Python vs R: The Great Data Science Debate

Python and R are popular in data science. Which is best?

14 min read Ben Hayes

Table of Contents


Introduction

Choosing a Dataset

In order to resolve a subjective question (which will still remain subjective even after this post), I will use a concrete example with the famous wine quality data set. The data can be found at this URL: https://archive.ics.uci.edu/ml/datasets/Wine+Quality.

Defining a Problem

After selecting our data set, we’ll look at answering a handful of common questions relating to exploring and analyzing any data set. The wine quality data set is popular and one of the handful data sets that beginners use (others include Titanic, iris, and cars). We will explore this data set in both languages and attempt to predict whether a wine is red or white.

1. External Libraries

It may seem strange to begin a battle between two programming languages by focusing on the go-to external libraries, but these languages are high-level and come equipped with a broad and deep arsenal of extensions. The first step in applying data science in Python or R is often loading libraries (after you’ve thought about the problem, the problem’s context, and formed hypotheses).

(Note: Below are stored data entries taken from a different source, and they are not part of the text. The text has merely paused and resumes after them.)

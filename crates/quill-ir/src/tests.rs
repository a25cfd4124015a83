//! Tests for quill-ir.

use crate::{
    BoxedKind, CodeBuilder, Constant, EmitError, MethodRef, NativeType, Op, RefType, Test,
};

fn has_age() -> MethodRef {
    MethodRef::instance(
        RefType::Message("demo.Person".into()),
        "has_age",
        vec![],
        Some(NativeType::Bool),
    )
}

fn get_age() -> MethodRef {
    MethodRef::instance(
        RefType::Message("demo.Person".into()),
        "get_age",
        vec![],
        Some(NativeType::Int),
    )
}

fn box_int() -> MethodRef {
    MethodRef::static_method(
        RefType::Boxed(BoxedKind::Int),
        "for_value",
        vec![NativeType::Long],
        Some(NativeType::boxed(BoxedKind::Int)),
    )
}

#[test]
fn test_invoke_checks_receiver() {
    let mut b = CodeBuilder::new();
    b.push_const(Constant::Text("nope".into()));
    let err = b.invoke(&get_age()).unwrap_err();
    assert!(matches!(err, EmitError::TypeMismatch { .. }));
}

#[test]
fn test_underflow() {
    let mut b = CodeBuilder::new();
    assert!(matches!(b.pop(), Err(EmitError::StackUnderflow { .. })));
    assert!(matches!(b.swap(), Err(EmitError::StackUnderflow { .. })));
}

#[test]
fn test_presence_branch_merges_to_boxed() {
    let mut b = CodeBuilder::with_inputs(vec![NativeType::message("demo.Person")]);
    b.dup().unwrap();
    b.invoke(&has_age()).unwrap();
    b.branch(
        Test::IsTrue,
        |b| -> Result<(), EmitError> {
            b.invoke(&get_age())?;
            b.convert(NativeType::Long)?;
            b.invoke(&box_int())
        },
        |b| {
            b.pop()?;
            b.push_null();
            Ok(())
        },
    )
    .unwrap();

    let seq = b.finish_expression(false).unwrap();
    assert_eq!(seq.output(), Some(&NativeType::boxed(BoxedKind::Int)));
    assert_eq!(seq.inputs(), &[NativeType::message("demo.Person")]);
    assert!(!seq.is_non_null());
}

#[test]
fn test_branch_rejects_primitive_against_null() {
    let mut b = CodeBuilder::with_inputs(vec![NativeType::message("demo.Person")]);
    b.dup().unwrap();
    b.invoke(&has_age()).unwrap();
    let err = b
        .branch(
            Test::IsTrue,
            |b| b.invoke(&get_age()),
            |b| {
                b.pop()?;
                b.push_null();
                Ok(())
            },
        )
        .unwrap_err();
    assert!(matches!(err, EmitError::BranchMismatch { .. }));
}

#[test]
fn test_loop_body_must_be_neutral() {
    let mut b = CodeBuilder::new();
    let index = b.declare_local("index", NativeType::Int);
    b.push_const(Constant::Int(0));
    b.store(&index).unwrap();
    let err = b
        .while_loop(
            |b| {
                b.load(&index);
                b.push_const(Constant::Int(3));
                Ok(())
            },
            Test::IntLt,
            |b| {
                b.load(&index);
                Ok::<(), EmitError>(())
            },
        )
        .unwrap_err();
    assert!(matches!(err, EmitError::NotNeutral { what: "loop body", .. }));
}

#[test]
fn test_scope_releases_locals() {
    let mut b = CodeBuilder::new();
    b.scope(|b| {
        let a = b.declare_local("a", NativeType::Int);
        let c = b.declare_local("c", NativeType::Int);
        assert_eq!((a.index, c.index), (0, 1));
        Ok::<(), EmitError>(())
    })
    .unwrap();
    let reused = b.declare_local("d", NativeType::Int);
    assert_eq!(reused.index, 0);
    b.push_const(Constant::Long(1));
    let seq = b.finish_expression(true).unwrap();
    assert_eq!(seq.max_locals(), 2);
}

#[test]
fn test_region_locals_belong_to_enclosing_scope() {
    let mut b = CodeBuilder::with_inputs(vec![NativeType::Bool]);
    b.scope(|b| {
        b.branch(
            Test::IsTrue,
            |b| {
                let flag = b.declare_local("flag", NativeType::Int);
                assert_eq!(flag.index, 0);
                Ok(())
            },
            |_b| -> Result<(), EmitError> { Ok(()) },
        )?;
        b.while_loop(
            |b| {
                b.push_const(Constant::Bool(false));
                Ok(())
            },
            Test::IsTrue,
            |b| {
                let step = b.declare_local("step", NativeType::Int);
                assert_eq!(step.index, 1);
                Ok::<(), EmitError>(())
            },
        )?;
        let after = b.declare_local("after", NativeType::Int);
        assert_eq!(after.index, 2);
        Ok::<(), EmitError>(())
    })
    .unwrap();
    b.push_const(Constant::Long(1));
    let seq = b.finish_expression(true).unwrap();
    assert_eq!(seq.max_locals(), 3);

    let Some(Op::Scope(scope)) = seq.ops().first() else {
        panic!("expected a scope, found {:?}", seq.ops());
    };
    let names: Vec<_> = scope.locals.iter().map(|decl| decl.name.as_str()).collect();
    assert_eq!(names, ["flag", "step", "after"]);
    let listing = seq.to_string();
    assert!(listing.contains(".local 0 flag : int"));
    assert!(listing.contains(".release 1"));
}

#[test]
fn test_append_relocates_locals() {
    let mut inner = CodeBuilder::new();
    let tmp = inner.declare_local("tmp", NativeType::Long);
    inner.push_const(Constant::Long(7));
    inner.store(&tmp).unwrap();
    inner.load(&tmp);
    let inner = inner.finish_expression(true).unwrap();

    let mut outer = CodeBuilder::new();
    let _held = outer.declare_local("held", NativeType::Int);
    outer.append(&inner).unwrap();
    let seq = outer.finish_expression(true).unwrap();

    assert!(seq.contains(|op| matches!(op, Op::Store(local) if local.index == 1)));
    assert!(!seq.contains(|op| matches!(op, Op::Store(local) if local.index == 0)));
    assert_eq!(seq.max_locals(), 2);
}

#[test]
fn test_checkcast_upcast_is_free() {
    let mut b = CodeBuilder::new();
    b.push_const(Constant::Text("x".into()));
    b.check_cast(RefType::Object).unwrap();
    let seq = b.finish_expression(true).unwrap();
    assert_eq!(seq.len(), 1);
    assert_eq!(seq.output(), Some(&NativeType::text()));
}

#[test]
fn test_listing_flattens_branches() {
    let mut b = CodeBuilder::with_inputs(vec![NativeType::text()]);
    b.dup().unwrap();
    b.branch(
        Test::IsNull,
        |_b| -> Result<(), EmitError> { Ok(()) },
        |b| {
            b.pop()?;
            b.push_const(Constant::Text("set".into()));
            Ok(())
        },
    )
    .unwrap();
    let seq = b.finish_expression(false).unwrap();
    let listing = seq.to_string();
    assert!(listing.contains("ifnull L0"));
    assert!(listing.contains("goto L1"));
    assert!(listing.contains("L0:"));
    assert!(listing.contains("L1:"));
}

#[test]
fn test_sequence_serializes() {
    let mut b = CodeBuilder::new();
    b.push_const(Constant::Bool(true));
    let seq = b.finish_expression(true).unwrap();
    let json = serde_json::to_value(&seq).unwrap();
    assert_eq!(json["output"], serde_json::json!("bool"));
}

Note: Each programming language can be augmented with hundreds of packages. A small subset of packages is discussed below. The list is not intended to be exhaustive.

Python

import scipy as scpy # For the scipy stack
import numpy as np # For multi-dimensional arrays and matrices
import pandas as pd # For series, dataframe, panel structures
from matplotlib import pyplot as plt # For plotting
import seaborn as sns # For plotting
import beautifulsoup4 as bs4 # For HTML parsing
import selenium as slm # For web-scraping
import sklearn # For machine-learning
import spaCy # For natural language processing
import nltk # Also for natural language processing
import gensim # For topic modeling
import pyspark # For using the Python API for Spark
import keras # For deep learning (sits on tensorflow)
import torch # For deep learning with PyTorch
 
 
 
  • Python comes equipped with a similar stack to R's tidyverse. Many of the features of the tidyverse are available in the pandas library.
  • Plotting is not as intuitive as using ggplot2 but as I discuss below, similar plots can be achieved using matplotlib and seaborn.
  • Python deep learning is made simple with pytorch and keras.

R

library(feather) # For working with faster-than-csv feather files
library(plyr) # dplyr often needs plyr
library(readr) # For reading a variety of file types; (tidyverse)
library(dplyr) # For data grouping, filtering, etc.; (tidyverse)
library(tidyr) # For reshaping data; (tidyverse)
library(purrr) # For mapping functions on nested data; (tidyverse)
library(DT) # For outputting pretty tables
library(ggplot2) # For plotting graphs, charts
library(ggmap) # For plotting maps
library(leaflet) # For plotting interactive maps
library(plotly) # For enhancing plots
library(rpart) # For decision trees
library(glmnet) # For cross-validation, regularization
library(neuralnet) # For deep learning
library(keras) # For deep learning (interfaces python)
library(rnn) # For recurrent neural networks
library(sparklyR) # For interfacing R with Apache Spark
  • The tidyverse is associated with Hadley Wickham who has helped R cement itself in this debate. The package simplifies data manipulation and exploratory data analysis while also cooperating with other packages (plotting, modeling, etc.).
  • For plotting, ggplot2 provides flexible, easily-customizable plots with intuitive commands. Using 'geoms' simplifies plotting and and becomes second nature.
  • For deep learning, keras offers an interface to the python version.

Result: Draw

Using either R or Python will require familiarity with the packages which takes time. Each package may have slightly different naming conventions, notations, etc., but both communities provide support to help those starting out. While in R, the dataframe type is native, in most cases, you will really end up using tibbles which need to be imported. This requirement is no different than having to import numpy and pandas in Python. Neither language separates itself in this category but we’ll continue to see new libraries in the other rounds.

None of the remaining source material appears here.